Guerrero tweeted that when she reached out to a spokesperson for Border Patrol chief Rodney Scott about the false stats, ”he did not deny their falseness or respond to that. He just said they took down the video temporarily because of copyright/attribution concerns.” In another statement on Tuesday, Scott claimed “[a]s soon as the proper approvals are obtained, I intend to share the updated video publicly.” The video was shared from Scott’s Twitter page that same day.
Speaking of Rodney Scott and social media, he was reportedly a member of the racist and vile Facebook group where members shared a doctored photo depicting the sexual assault of a leading Democratic member of Congress by Donald Trump and mocked the death of a teenaged boy in the agency’s custody last year. While Scott’s exact interactions with the “I’m 10-15” Facebook group are unclear, four agents were ultimately fired for their participation. More employees faced punishment, but internal documents reveal the agency actively protected them.
Meanwhile, the agency has blocked congressional investigators from key information on the investigation into the group, including who was behind the gross posts or even the names of the few agents who were ultimately disciplined for their participation in the group. Even Texas Rep. Veronica Escobar, among the legislators personally targeted by the group with sexist and violent expletives, has been blocked.
But we hardly hear about any of that, do we? Instead, we get taxpayer-funded, it-would-be-laughable-if-it-weren’t-so-offensive fictional propaganda continuing to attack immigrants as dangerous when it’s this administration that’s the real danger (especially to them). As the president wages the most anti-immigrant campaign in modern American history, Guerrero notes “[r]ight-wing extremism is responsible for most extremist-related violence in this country, including more than 90 percent of attacks and plots this year.”

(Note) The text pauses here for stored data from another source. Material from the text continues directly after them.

//! LR(1) items and item-set operations

use std::collections::{BTreeMap, BTreeSet};

use crate::weft::grammar::{GrammarIr, SymbolId};
use crate::weft::tables::first::FirstSets;

/// One LR(1) item: a production, a dot position, and a lookahead terminal
#[derive(Debug, Clone, Copy, PartialEq, Eq, PartialOrd, Ord, Hash)]
pub struct Item {
    pub production: u32,
    pub dot: u32,
    pub lookahead: SymbolId,
}

/// Canonically ordered set of items; the ordering makes state identity and
/// numbering reproducible
pub type ItemSet = BTreeSet<Item>;

/// Close a kernel under non-terminal expansion.
pub fn closure(
    kernel: ItemSet,
    ir: &GrammarIr,
    first: &FirstSets,
    by_lhs: &[Vec<u32>],
) -> ItemSet {
    let mut set = kernel;
    let mut queue: Vec<Item> = set.iter().copied().collect();
    while let Some(item) = queue.pop() {
        let production = &ir.productions[item.production as usize];
        let Some(&next) = production.rhs.get(item.dot as usize) else {
            continue;
        };
        if ir.is_terminal(next) {
            continue;
        }
        let rest = &production.rhs[item.dot as usize + 1..];
        let lookaheads = first.first_of_seq(rest, item.lookahead);
        for &expansion in &by_lhs[next as usize] {
            for &lookahead in &lookaheads {
                let new_item = Item {
                    production: expansion,
                    dot: 0,
                    lookahead,
                };
                if set.insert(new_item) {
                    queue.push(new_item);
                }
            }
        }
    }
    set
}

/// Kernel sets reachable from a state, grouped by transition symbol.
///
/// The `BTreeMap` grouping fixes the order in which successor states are
/// discovered and therefore numbered.
pub fn transitions(set: &ItemSet, ir: &GrammarIr) -> BTreeMap<SymbolId, ItemSet> {
    let mut out: BTreeMap<SymbolId, ItemSet> = BTreeMap::new();
    for item in set {
        let production = &ir.productions[item.production as usize];
        if let Some(&next) = production.rhs.get(item.dot as usize) {
            out.entry(next).or_default().insert(Item {
                dot: item.dot + 1,
                ..*item
            });
        }
    }
    out
}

In fact, during his recent “State of the Homeland Address,” unlawfully appointed acting Department of Homeland Security Sec. Chad Wolf used his time not to warn about white supremacist terror threats facing our communities, but instead to push more anti-immigrant garbage for his boss. “The speech was pretty typical Trump campaign fare—right down to the fact that it was being delivered at taxpayer expense inside a federal building as part of the official duties of a government official,” Douglas Rivlin of immigrant rights advocacy group America’s Voice said.